In questo articolo vi riportiamo alcune curiosità sul film “La vita è bella”, che andrà in onda questa sera in tv.

1. La storia del film nasce dalle testimonianze di Rubino Romeo Salmonì, sopravvissuto ai campi di concentramento e autore del libro ‘Ho sconfitto Hitler’.
2. Affianco a Roberto Benigni e alla moglie Nicoletta Braschi, recita il piccolo Giorgio Cantarini, nei panni del figlio Giosuè. Cantarini, che oggi ha 28 anni, ha recitato anche nel kolossal ‘Il Gladiatore‘ e oggi vive a New York, dove lavora come attore principalmente per cortometraggi.
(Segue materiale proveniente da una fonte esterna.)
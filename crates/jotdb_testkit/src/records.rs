//! Record builders for common study-app shapes.

use jotdb_core::Fields;
use serde_json::json;

/// Converts a `serde_json::json!` object literal into [`Fields`].
///
/// # Panics
///
/// Panics if `value` is not a JSON object.
pub fn obj(value: serde_json::Value) -> Fields {
    value
        .as_object()
        .expect("record builder requires a JSON object")
        .clone()
}

/// A note record with a title and body.
pub fn note(title: &str, body: &str) -> Fields {
    obj(json!({ "title": title, "body": body }))
}

/// A task record with a status and point weight.
pub fn task(status: &str, points: i64) -> Fields {
    obj(json!({ "status": status, "points": points }))
}

/// A flashcard deck record with a subject and tag list.
pub fn deck(subject: &str, tags: &[&str]) -> Fields {
    obj(json!({ "subject": subject, "tags": tags }))
}
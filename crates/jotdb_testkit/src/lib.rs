//! # jotdb Testkit
//!
//! Test utilities for jotdb.
//!
//! This crate provides:
//! - Temp-directory store fixtures with automatic cleanup
//! - Record builders for common study-app shapes
//!
//! The workspace's integration suites (concurrency, atomicity, backup
//! fidelity, path safety) live in this crate's `tests/` directory.
//!
//! ## Usage
//!
//! ```rust,ignore
//! use jotdb_testkit::prelude::*;
//!
//! #[test]
//! fn test_with_store() {
//!     with_temp_store(|store| {
//!         store.put("notes", "n1", note("Biology", "cell structure")).unwrap();
//!     });
//! }
//! ```

#![deny(unsafe_code)]
#![warn(missing_docs)]

pub mod fixtures;
pub mod records;

/// Prelude module for convenient imports.
pub mod prelude {
    pub use crate::fixtures::*;
    pub use crate::records::*;
}

pub use fixtures::*;
pub use records::*;
//! Resolved tile references.

use std::path::{Path, PathBuf};

/// Role of a tile in the composite.
#[derive(Debug, Clone, Copy, PartialEq, Eq, Hash)]
pub enum TileKind {
    /// Full modeled extent of a reach, painted beneath flood tiles
    Domain,
    /// Flood inundation map for one flow and boundary condition
    Fim,
}

/// A resolved path to a library tile.
///
/// Local libraries yield absolute paths; `/vsi` libraries yield
/// forward-slash GDAL virtual filesystem paths.
#[derive(Debug, Clone, PartialEq, Eq, Hash)]
pub struct TileReference {
    pub kind: TileKind,
    pub path: PathBuf,
}

impl TileReference {
    pub fn domain(path: impl Into<PathBuf>) -> Self {
        Self {
            kind: TileKind::Domain,
            path: path.into(),
        }
    }

    pub fn fim(path: impl Into<PathBuf>) -> Self {
        Self {
            kind: TileKind::Fim,
            path: path.into(),
        }
    }

    pub fn path(&self) -> &Path {
        &self.path
    }

    pub fn is_domain(&self) -> bool {
        self.kind == TileKind::Domain
    }
}

impl std::fmt::Display for TileReference {
    fn fmt(&self, f: &mut std::fmt::Formatter<'_>) -> std::fmt::Result {
        write!(f, "{}", self.path.display())
    }
}
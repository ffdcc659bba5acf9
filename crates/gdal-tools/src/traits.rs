//! Collaborator traits.

use std::path::Path;

use fim_common::{FimResult, OutputFormat};

/// Answers whether an external program can be run.
pub trait ToolAvailability {
    /// `tool` is the program name as it would be invoked, e.g. "gdalbuildvrt".
    fn is_available(&self, tool: &str) -> bool;
}

/// External raster tools that build and convert mosaics.
///
/// Both operations block until the tool exits.
pub trait MosaicTools {
    /// Program name of the mosaic builder, checked before a run starts.
    fn mosaic_tool(&self) -> &str;

    /// Program name of the format converter, checked when a materialized
    /// format is requested.
    fn convert_tool(&self) -> &str;

    /// Build a virtual mosaic at `output` from the newline-separated paths in
    /// `list_file`. Later paths paint over earlier ones.
    fn build_mosaic(&self, list_file: &Path, output: &Path) -> FimResult<()>;

    /// Render the virtual mosaic `input` to `output` in `format`.
    ///
    /// The destination is written in place; a failure may leave it partial.
    fn convert(&self, input: &Path, format: OutputFormat, output: &Path) -> FimResult<()>;
}

impl<T: ToolAvailability + ?Sized> ToolAvailability for &T {
    fn is_available(&self, tool: &str) -> bool {
        (**self).is_available(tool)
    }
}

impl<T: MosaicTools + ?Sized> MosaicTools for &T {
    fn mosaic_tool(&self) -> &str {
        (**self).mosaic_tool()
    }

    fn convert_tool(&self) -> &str {
        (**self).convert_tool()
    }

    fn build_mosaic(&self, list_file: &Path, output: &Path) -> FimResult<()> {
        (**self).build_mosaic(list_file, output)
    }

    fn convert(&self, input: &Path, format: OutputFormat, output: &Path) -> FimResult<()> {
        (**self).convert(input, format, output)
    }
}
//! End-to-end pipeline tests with fake GDAL tools.

use std::fs;
use std::path::{Path, PathBuf};

use fim_common::{FimError, OutputFormat};
use mosaic::{FimPipeline, FimRequest};
use test_utils::{
    dir_entries, sample_fim_paths, temp_test_dir, vrt_sources, write_control_file,
    write_raw_control_file, write_sample_control_file, FakeAvailability, RecordingTools,
    ToolCall,
};

fn request(controls: &Path, output: &Path, format: OutputFormat, with_domain: bool) -> FimRequest {
    FimRequest {
        library: "/lib".to_string(),
        controls: controls.to_path_buf(),
        output: output.to_string_lossy().into_owned(),
        format,
        with_domain,
    }
}

fn strings(paths: &[PathBuf]) -> Vec<String> {
    paths
        .iter()
        .map(|p| p.to_string_lossy().into_owned())
        .collect()
}

fn assert_no_staged_files(tools: &RecordingTools) {
    for staged in tools.staged_paths() {
        assert!(!staged.exists(), "{} left behind", staged.display());
    }
}

// ============================================================================
// VRT output
// ============================================================================

#[test]
fn test_two_row_control_file_to_vrt() {
    let dir = temp_test_dir();
    let controls = write_sample_control_file(dir.path());
    let output = dir.path().join("fim.vrt");
    let tools = RecordingTools::new();
    let availability = FakeAvailability::all_available();

    let result = FimPipeline::new(&tools, &availability)
        .run(&request(&controls, &output, OutputFormat::Vrt, false))
        .unwrap();

    let expected = strings(&sample_fim_paths(Path::new("/lib")));
    assert_eq!(
        expected,
        vec![
            "/lib/2821866/z_nd/f_10283.tif",
            "/lib/2821867/z_53_5/f_11199.tif"
        ]
    );

    match &tools.build_calls()[0] {
        ToolCall::BuildMosaic { sources, .. } => assert_eq!(sources, &expected),
        other => panic!("Expected BuildMosaic, got {:?}", other),
    }
    assert_eq!(vrt_sources(&fs::read_to_string(&output).unwrap()), expected);
    assert_eq!(result.path, output);
    assert_eq!(result.format, OutputFormat::Vrt);
    assert_eq!(result.tiles, 2);
    assert_eq!(result.domain_tiles, 0);
}

#[test]
fn test_vrt_leaves_no_temp_files() {
    let dir = temp_test_dir();
    let controls = write_sample_control_file(dir.path());
    let output = dir.path().join("fim.vrt");
    let tools = RecordingTools::new();
    let availability = FakeAvailability::all_available();

    FimPipeline::new(&tools, &availability)
        .run(&request(&controls, &output, OutputFormat::Vrt, false))
        .unwrap();

    assert_no_staged_files(&tools);
    assert_eq!(dir_entries(dir.path()), vec![controls, output]);
}

#[test]
fn test_vrt_replaces_existing_output() {
    let dir = temp_test_dir();
    let controls = write_sample_control_file(dir.path());
    let output = dir.path().join("fim.vrt");
    fs::write(&output, "stale").unwrap();
    let tools = RecordingTools::new();
    let availability = FakeAvailability::all_available();

    FimPipeline::new(&tools, &availability)
        .run(&request(&controls, &output, OutputFormat::Vrt, false))
        .unwrap();

    assert_eq!(vrt_sources(&fs::read_to_string(&output).unwrap()).len(), 2);
}

#[test]
fn test_domain_tiles_layered_first() {
    let dir = temp_test_dir();
    let controls = write_sample_control_file(dir.path());
    let output = dir.path().join("fim.vrt");
    let tools = RecordingTools::new();
    let availability = FakeAvailability::all_available();

    let result = FimPipeline::new(&tools, &availability)
        .run(&request(&controls, &output, OutputFormat::Vrt, true))
        .unwrap();

    assert_eq!(result.tiles, 4);
    assert_eq!(result.domain_tiles, 2);
    assert_eq!(
        vrt_sources(&fs::read_to_string(&output).unwrap()),
        vec![
            "/lib/2821866/domain.tif",
            "/lib/2821867/domain.tif",
            "/lib/2821866/z_nd/f_10283.tif",
            "/lib/2821867/z_53_5/f_11199.tif",
        ]
    );
}

#[test]
fn test_vsi_library_paths() {
    let dir = temp_test_dir();
    let controls = write_sample_control_file(dir.path());
    let output = dir.path().join("fim.vrt");
    let tools = RecordingTools::new();
    let availability = FakeAvailability::all_available();

    let mut req = request(&controls, &output, OutputFormat::Vrt, false);
    req.library = "/vsis3/fim-bucket/library".to_string();
    FimPipeline::new(&tools, &availability).run(&req).unwrap();

    assert_eq!(
        vrt_sources(&fs::read_to_string(&output).unwrap()),
        vec![
            "/vsis3/fim-bucket/library/2821866/z_nd/f_10283.tif",
            "/vsis3/fim-bucket/library/2821867/z_53_5/f_11199.tif",
        ]
    );
}

// ============================================================================
// Materialized output
// ============================================================================

#[test]
fn test_cog_output_is_converted() {
    let dir = temp_test_dir();
    let controls = write_sample_control_file(dir.path());
    let output = dir.path().join("fim.tif");
    let tools = RecordingTools::new();
    let availability = FakeAvailability::all_available();

    FimPipeline::new(&tools, &availability)
        .run(&request(&controls, &output, OutputFormat::Cog, false))
        .unwrap();

    let converts = tools.convert_calls();
    assert_eq!(converts.len(), 1);
    match &converts[0] {
        ToolCall::Convert {
            format,
            output: target,
            ..
        } => {
            assert_eq!(*format, OutputFormat::Cog);
            assert_eq!(target, &output);
        }
        other => panic!("Expected Convert, got {:?}", other),
    }

    let written = fs::read_to_string(&output).unwrap();
    assert!(written.starts_with("COG\n"));
    assert_eq!(vrt_sources(&written).len(), 2);
    assert_no_staged_files(&tools);
    assert_eq!(dir_entries(dir.path()), vec![controls, output]);
}

#[test]
fn test_gtiff_reads_staged_vrt() {
    let dir = temp_test_dir();
    let controls = write_sample_control_file(dir.path());
    let output = dir.path().join("fim.tif");
    let tools = RecordingTools::new();
    let availability = FakeAvailability::all_available();

    FimPipeline::new(&tools, &availability)
        .run(&request(&controls, &output, OutputFormat::GTiff, false))
        .unwrap();

    let calls = tools.calls();
    let staged = match &calls[0] {
        ToolCall::BuildMosaic { output, .. } => output.clone(),
        other => panic!("Expected BuildMosaic, got {:?}", other),
    };
    match &calls[1] {
        ToolCall::Convert { input, format, .. } => {
            assert_eq!(input, &staged);
            assert_eq!(*format, OutputFormat::GTiff);
        }
        other => panic!("Expected Convert, got {:?}", other),
    }
}

// ============================================================================
// Failures
// ============================================================================

#[test]
fn test_build_failure_surfaces_diagnostic() {
    let dir = temp_test_dir();
    let controls = write_sample_control_file(dir.path());
    let output = dir.path().join("fim.vrt");
    let tools = RecordingTools::failing_build("ERROR 4: /lib/2821866/z_nd/f_10283.tif: No such file");
    let availability = FakeAvailability::all_available();

    let err = FimPipeline::new(&tools, &availability)
        .run(&request(&controls, &output, OutputFormat::Vrt, false))
        .unwrap_err();

    match &err {
        FimError::ExternalTool { tool, stderr, .. } => {
            assert_eq!(tool, "gdalbuildvrt");
            assert!(stderr.contains("No such file"));
        }
        other => panic!("Expected ExternalTool, got {:?}", other),
    }
    assert!(!output.exists());
    assert_no_staged_files(&tools);
    assert_eq!(dir_entries(dir.path()), vec![controls]);
}

#[test]
fn test_convert_failure_may_leave_partial_output() {
    let dir = temp_test_dir();
    let controls = write_sample_control_file(dir.path());
    let output = dir.path().join("fim.tif");
    let tools = RecordingTools::failing_convert("ERROR 1: disk full", true);
    let availability = FakeAvailability::all_available();

    let err = FimPipeline::new(&tools, &availability)
        .run(&request(&controls, &output, OutputFormat::Cog, false))
        .unwrap_err();

    assert!(matches!(err, FimError::ExternalTool { .. }), "got {:?}", err);
    assert_eq!(fs::read_to_string(&output).unwrap(), "PARTIAL");
    assert_no_staged_files(&tools);
}

#[test]
fn test_missing_tool_checked_before_controls() {
    let dir = temp_test_dir();
    let controls = dir.path().join("does-not-exist.csv");
    let output = dir.path().join("fim.vrt");
    let tools = RecordingTools::new();
    let availability = FakeAvailability::missing(&["gdalbuildvrt"]);

    let err = FimPipeline::new(&tools, &availability)
        .run(&request(&controls, &output, OutputFormat::Vrt, false))
        .unwrap_err();

    match err {
        FimError::MissingTool { tool } => assert_eq!(tool, "gdalbuildvrt"),
        other => panic!("Expected MissingTool, got {:?}", other),
    }
    assert!(tools.calls().is_empty());
}

#[test]
fn test_header_only_rejected_before_tools_run() {
    let dir = temp_test_dir();
    let controls = write_raw_control_file(dir.path(), "controls.csv", "reach_id,flow,control_stage\n");
    let output = dir.path().join("fim.vrt");
    let tools = RecordingTools::new();
    let availability = FakeAvailability::all_available();

    let err = FimPipeline::new(&tools, &availability)
        .run(&request(&controls, &output, OutputFormat::Vrt, false))
        .unwrap_err();

    assert!(matches!(err, FimError::Shape { .. }), "got {:?}", err);
    assert!(tools.calls().is_empty());
    assert!(!output.exists());
}

#[test]
fn test_short_row_rejected_before_tools_run() {
    let dir = temp_test_dir();
    let controls = write_control_file(
        dir.path(),
        "controls.csv",
        &[&["2821866", "10283", "nd"], &["2821867", "11199"]],
    );
    let output = dir.path().join("fim.vrt");
    let tools = RecordingTools::new();
    let availability = FakeAvailability::all_available();

    let err = FimPipeline::new(&tools, &availability)
        .run(&request(&controls, &output, OutputFormat::Vrt, false))
        .unwrap_err();

    assert!(matches!(err, FimError::Shape { .. }), "got {:?}", err);
    assert!(tools.calls().is_empty());
}

#[test]
fn test_unreadable_controls_is_read_error() {
    let dir = temp_test_dir();
    let output = dir.path().join("fim.vrt");
    let tools = RecordingTools::new();
    let availability = FakeAvailability::all_available();

    let err = FimPipeline::new(&tools, &availability)
        .run(&request(
            &dir.path().join("missing.csv"),
            &output,
            OutputFormat::Vrt,
            false,
        ))
        .unwrap_err();

    assert!(matches!(err, FimError::Read { .. }), "got {:?}", err);
}
//! Mosaic assembly state machine.
//!
//! `ListWritten → MosaicBuilt → finalize`. Each state owns the temp artifacts
//! created so far; dropping a state removes them. The list file lives in the
//! system temp directory. The VRT is staged under a hidden name beside the
//! output so that the final rename never crosses filesystems.

use std::fs;
use std::io::Write;
use std::path::{Path, PathBuf};

use fim_common::{is_vsi_path, FimError, FimResult, OutputFormat};
use fim_library::OrderedFileList;
use gdal_tools::MosaicTools;
use tempfile::TempPath;
use tracing::{debug, info};

/// Result of a successful assembly.
#[derive(Debug, Clone, PartialEq, Eq)]
pub struct MosaicOutput {
    /// Where the composite was written
    pub path: PathBuf,
    pub format: OutputFormat,
    /// Number of tiles referenced, domain tiles included
    pub tiles: usize,
    pub domain_tiles: usize,
}

/// Builds a composite from an ordered file list with the given tools.
#[derive(Debug)]
pub struct MosaicAssembler<T> {
    tools: T,
}

impl<T: MosaicTools> MosaicAssembler<T> {
    pub fn new(tools: T) -> Self {
        Self { tools }
    }

    /// Write `files` as a composite at `output` in `format`.
    ///
    /// VRT output is placed with a single rename: readers of `output` see
    /// either nothing (or the previous file) or the complete mosaic. GTiff
    /// and COG output is written in place by the converter, and a failed
    /// conversion can leave a partial file behind.
    pub fn assemble(
        &self,
        files: &OrderedFileList,
        format: OutputFormat,
        output: &Path,
    ) -> FimResult<MosaicOutput> {
        let listed = ListWritten::write(files)?;
        let built = listed.build_mosaic(&self.tools, output)?;
        built.finalize(&self.tools, format, output)?;

        info!(
            output = %output.display(),
            format = %format,
            tiles = files.len(),
            "Composite FIM assembled"
        );

        Ok(MosaicOutput {
            path: output.to_path_buf(),
            format,
            tiles: files.len(),
            domain_tiles: files.domain_count(),
        })
    }
}

/// The file list has been written to a temp file.
struct ListWritten {
    list_file: TempPath,
}

impl ListWritten {
    fn write(files: &OrderedFileList) -> FimResult<Self> {
        let mut file = tempfile::Builder::new()
            .prefix("fim-inputs-")
            .suffix(".txt")
            .tempfile()
            .map_err(|e| FimError::io("error creating temporary file list", e))?;

        file.write_all(files.to_list_text().as_bytes())
            .and_then(|_| file.flush())
            .map_err(|e| {
                FimError::io(
                    format!("error writing file list to {}", file.path().display()),
                    e,
                )
            })?;

        let list_file = file.into_temp_path();
        debug!(
            list_file = %list_file.display(),
            entries = files.len(),
            "Wrote input file list"
        );

        Ok(Self { list_file })
    }

    fn build_mosaic<T: MosaicTools>(self, tools: &T, output: &Path) -> FimResult<MosaicBuilt> {
        let staging_parent = staging_parent(output);
        let mosaic = tempfile::Builder::new()
            .prefix(".fim-")
            .suffix(".vrt")
            .tempfile_in(&staging_parent)
            .map_err(|e| {
                FimError::io(
                    format!(
                        "error creating temporary VRT in {}",
                        staging_parent.display()
                    ),
                    e,
                )
            })?
            .into_temp_path();

        // The name stays reserved by the guard; gdalbuildvrt creates the file
        fs::remove_file(&mosaic).map_err(|e| {
            FimError::io(
                format!("error clearing temporary VRT {}", mosaic.display()),
                e,
            )
        })?;

        debug!(
            list_file = %self.list_file.display(),
            mosaic = %mosaic.display(),
            "Building VRT"
        );
        tools.build_mosaic(&self.list_file, &mosaic)?;

        Ok(MosaicBuilt {
            _list_file: self.list_file,
            mosaic,
        })
    }
}

/// The VRT exists beside the output.
struct MosaicBuilt {
    // Held only so the list file outlives the build
    _list_file: TempPath,
    mosaic: TempPath,
}

impl MosaicBuilt {
    fn finalize<T: MosaicTools>(
        self,
        tools: &T,
        format: OutputFormat,
        output: &Path,
    ) -> FimResult<()> {
        if format.is_virtual() {
            debug!(
                from = %self.mosaic.display(),
                to = %output.display(),
                "Moving staged VRT to final destination"
            );
            fs::rename(&self.mosaic, output).map_err(|e| {
                FimError::io(
                    format!(
                        "error renaming temp file {} to {}",
                        self.mosaic.display(),
                        output.display()
                    ),
                    e,
                )
            })?;
        } else {
            debug!(
                mosaic = %self.mosaic.display(),
                format = %format,
                output = %output.display(),
                "Converting VRT"
            );
            tools.convert(&self.mosaic, format, output)?;
        }

        Ok(())
    }
}

/// Directory the VRT is staged in: the output's parent for local outputs,
/// the system temp directory otherwise.
fn staging_parent(output: &Path) -> PathBuf {
    if is_vsi_path(&output.to_string_lossy()) {
        return std::env::temp_dir();
    }
    match output.parent() {
        Some(parent) if !parent.as_os_str().is_empty() => parent.to_path_buf(),
        _ => PathBuf::from("."),
    }
}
3. Il carro armato che compare alla fine del film è un carro sovietico (oggi conservato al museo di Piana delle Orme), e non americano.
4. Il noto regista Mel Brooks non apprezzò il film: “Mi sarebbe piaciuto fare un film sull’olocausto. Poi ho visto questo ‘Life is Beautiful’ (La vita è bella). Un film ridicolo, non trovi? E pensare che ha vinto anche degli Oscar, o roba simile. Trovo assurdo come si possa scherzare su un tema così grande, monumentale come l’olocausto” ha dichiarato il regista durante un’intervista.
5. C’è un omaggio piuttosto evidente al film ‘Le ali della libertà‘: quando Guido prende il possesso del microfono della filodiffusione, all’interno del lager, riesce a parlare con sua moglie e a farle sentire un brano, durante il quale tutti i prigionieri alzano la testa al cielo. Succede esattamente la stessa cosa nel film di Frank Darabont, quando Andy Dufrense diffonde la musica di Mozart per tutto il carcere.